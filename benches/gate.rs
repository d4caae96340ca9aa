use criterion::{criterion_group, criterion_main, BenchmarkId, Criterion, Throughput};
use std::sync::Arc;

use sce_auth::config::HashingSettings;
use sce_auth::storage::StorageKeys;
use sce_auth::{
    can_access, permissions_for, permissions_for_name, AuthSettings, MemoryStore, Permission, PublicUser, Role,
    SessionManager, SessionSnapshot, UserStore,
};

fn user(role: Role) -> PublicUser {
    PublicUser {
        id: "bench-user".into(),
        username: "bench".into(),
        email: "bench@example.com".into(),
        role,
        created_at: chrono::Utc::now(),
        is_email_verified: true,
    }
}

fn bench_catalog(c: &mut Criterion) {
    let mut group = c.benchmark_group("permission_catalog");
    group.throughput(Throughput::Elements(Role::all().len() as u64));
    group.bench_function("permissions_for_all_roles", |b| {
        b.iter(|| {
            for &r in Role::all() {
                criterion::black_box(permissions_for(criterion::black_box(r)));
            }
        });
    });
    group.bench_function("permissions_for_name", |b| {
        b.iter(|| criterion::black_box(permissions_for_name(criterion::black_box("researcher"))));
    });
    group.finish();
}

fn bench_gate(c: &mut Criterion) {
    let mut group = c.benchmark_group("gate");
    let cases = [
        ("anonymous", SessionSnapshot::anonymous()),
        ("reader", SessionSnapshot::signed_in(user(Role::Reader))),
        ("admin", SessionSnapshot::signed_in(user(Role::Admin))),
    ];
    for (name, snap) in cases.iter() {
        group.bench_with_input(BenchmarkId::new("can_access", name), snap, |b, snap| {
            b.iter(|| {
                for &p in Permission::all() {
                    criterion::black_box(can_access(snap, Some(p), "/admin/objects"));
                }
            });
        });
    }
    group.finish();
}

fn bench_lookup(c: &mut Criterion) {
    // Read-through lookups over a populated collection.
    let ns = [10usize, 1_000usize];
    let mut group = c.benchmark_group("user_store");
    group.sample_size(20);
    for &n in &ns {
        let kv = Arc::new(MemoryStore::new());
        let store = UserStore::new(kv.clone(), StorageKeys::default());
        for i in 0..n {
            let _ = store.create(sce_auth::NewUser {
                username: format!("u{}", i),
                email: format!("u{}@example.com", i),
                password_secret: "$argon2id$bench".into(),
                role: Role::Reader,
                is_email_verified: true,
                verification_token: None,
            });
        }
        let target = format!("u{}@example.com", n - 1);
        group.bench_with_input(BenchmarkId::new("find_by_email", n), &target, |b, t| {
            b.iter(|| criterion::black_box(store.find_by_email(t)));
        });

        let settings = AuthSettings {
            hashing: HashingSettings { memory_kib: 256, iterations: 1, parallelism: 1 },
            ..Default::default()
        };
        let Ok(sm) = SessionManager::new(kv, settings) else { continue };
        sm.restore_session();
        group.bench_with_input(BenchmarkId::new("has_permission_anonymous", n), &n, |b, _| {
            b.iter(|| criterion::black_box(sm.has_permission(Permission::ViewPost)));
        });
    }
    group.finish();
}

criterion_group!(benches, bench_catalog, bench_gate, bench_lookup);
criterion_main!(benches);
//!
//! sce-auth admin tool
//! -------------------
//! Operator commands against a configured store: list users and roles, register,
//! verify, sign in and change roles. Settings come from `SCE_AUTH_CONFIG`
//! (default `sce_auth.json`); missing files fall back to defaults.

use std::env;

use anyhow::{anyhow, Result};
use tracing::info;

use sce_auth::{AuthSettings, Role, SessionManager};

fn print_usage(program: &str) {
    eprintln!(
        "Usage:\n  {program} users\n  {program} roles\n  {program} register <username> <email> <password>\n  {program} verify <token>\n  {program} login <email> <password>\n  {program} logout\n  {program} whoami\n  {program} set-role <user-id> <ROLE>\n\nEnvironment:\n  SCE_AUTH_CONFIG   settings file (default: sce_auth.json)\n  RUST_LOG          log filter (default: info)"
    );
}

fn arg<'a>(args: &'a [String], i: usize, name: &str) -> Result<&'a str> {
    args.get(i).map(|s| s.as_str()).ok_or_else(|| anyhow!("missing <{}>", name))
}

#[tokio::main]
async fn main() -> Result<()> {
    sce_auth::logging::init("info");

    let args: Vec<String> = env::args().collect();
    let program = args.first().cloned().unwrap_or_else(|| "sce-auth".to_string());
    let Some(cmd) = args.get(1).map(|s| s.as_str()) else {
        print_usage(&program);
        return Ok(());
    };

    let config_path = env::var("SCE_AUTH_CONFIG").unwrap_or_else(|_| "sce_auth.json".to_string());
    let settings = AuthSettings::load_or_default(&config_path);
    info!(
        target: "sce",
        "sce-auth starting: config='{}', backend={:?}, dir='{}'",
        config_path, settings.storage.backend, settings.storage.dir.display()
    );
    let sm = SessionManager::open(settings)?;

    match cmd {
        "users" => {
            for u in sm.get_all_users() {
                println!("{}\t{}\t{}\t{}\tverified={}", u.id, u.username, u.email, u.role, u.is_email_verified);
            }
        }
        "roles" => {
            for r in sm.role_catalog().list() {
                let perms: Vec<&str> = r.permissions.iter().map(|p| p.as_str()).collect();
                println!("{}\t{}\t{}", r.id, r.name, perms.join(","));
            }
        }
        "register" => {
            let reg = sm.register(arg(&args, 2, "username")?, arg(&args, 3, "email")?, arg(&args, 4, "password")?).await?;
            println!("registered {} as {}", reg.user.id, reg.user.role);
            println!("verify at {}", reg.verification_path());
        }
        "verify" => {
            if sm.verify_email(arg(&args, 2, "token")?).await {
                println!("email verified");
            } else {
                return Err(anyhow!("unknown or already used token"));
            }
        }
        "login" => {
            let outcome = sm.login_outcome(arg(&args, 2, "email")?, arg(&args, 3, "password")?).await;
            if !outcome.success {
                return Err(anyhow!(outcome.message.unwrap_or_else(|| "login failed".to_string())));
            }
            if let Some(u) = sm.current_user() {
                println!("signed in as {} ({})", u.email, u.role);
            }
        }
        "logout" => {
            sm.logout();
            println!("signed out");
        }
        "whoami" => match sm.current_user() {
            Some(u) => println!("{}\t{}\t{}", u.id, u.email, u.role),
            None => println!("anonymous"),
        },
        "set-role" => {
            let id = arg(&args, 2, "user-id")?;
            let name = arg(&args, 3, "ROLE")?;
            let role = Role::parse(name).ok_or_else(|| anyhow!("unknown role '{}'", name))?;
            if !sm.update_user_role(id, role) {
                return Err(anyhow!("no user with id '{}'", id));
            }
            println!("{} is now {}", id, role);
        }
        "-h" | "--help" | "help" => print_usage(&program),
        other => {
            print_usage(&program);
            return Err(anyhow!("unknown command '{}'", other));
        }
    }
    Ok(())
}
/// Centralized key names so every component agrees on where collections live.
/// All keys share the configured prefix, e.g. `sce_users`.
#[derive(Debug, Clone, PartialEq, Eq)]
pub struct StorageKeys {
    pub users: String,
    pub current_user: String,
    pub roles: String,
    pub quarantine: String,
}

impl StorageKeys {
    pub fn with_prefix(prefix: &str) -> Self {
        Self {
            users: users_key(prefix),
            current_user: current_user_key(prefix),
            roles: roles_key(prefix),
            quarantine: quarantine_key(prefix),
        }
    }
}

impl Default for StorageKeys {
    fn default() -> Self { Self::with_prefix("sce") }
}

#[inline]
pub fn users_key(prefix: &str) -> String { format!("{}_users", prefix) }

#[inline]
pub fn current_user_key(prefix: &str) -> String { format!("{}_current_user", prefix) }

#[inline]
pub fn roles_key(prefix: &str) -> String { format!("{}_roles", prefix) }

#[inline]
pub fn quarantine_key(prefix: &str) -> String { format!("{}_quarantine", prefix) }
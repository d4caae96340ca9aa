//! Identity core: permission catalog, user store, session manager and route gate.
//! Keep the public surface thin and split implementation across sub-modules.

mod permission;
mod user;
mod user_store;
mod session;
mod authorizer;
mod roles;

pub use permission::{permissions_for, permissions_for_name, Permission, PermissionSet, Role};
pub use user::{normalize_email, NewUser, PublicUser, User};
pub use user_store::UserStore;
pub use session::{Registration, SessionManager, SessionSnapshot, SessionState};
pub use authorizer::{can_access, AccessDecision, ACCESS_DENIED_PATH, LOGIN_PATH};
pub use roles::{is_reserved, NewRole, RoleCatalog, RoleRecord, RoleUpdate, RESERVED_ROLE_IDS};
● ● ● ●
#### What this task involves
The lines above from the one with "register <username> <email>" through the one with "fn arg<'a>(args: &'a" are to be duplicated exactly, ends included, with nothing added.

#### Completed exercise
        "Usage:\n  {program} users\n  {program} roles\n  {program} register <username> <email> <password>\n  {program} verify <token>\n  {program} login <email> <password>\n  {program} logout\n  {program} whoami\n  {program} set-role <user-id> <ROLE>\n\nEnvironment:\n  SCE_AUTH_CONFIG   settings file (default: sce_auth.json)\n  RUST_LOG          log filter (default: info)"
    );
}

fn arg<'a>(args: &'a [String], i: usize, name: &str) -> Result<&'a str> {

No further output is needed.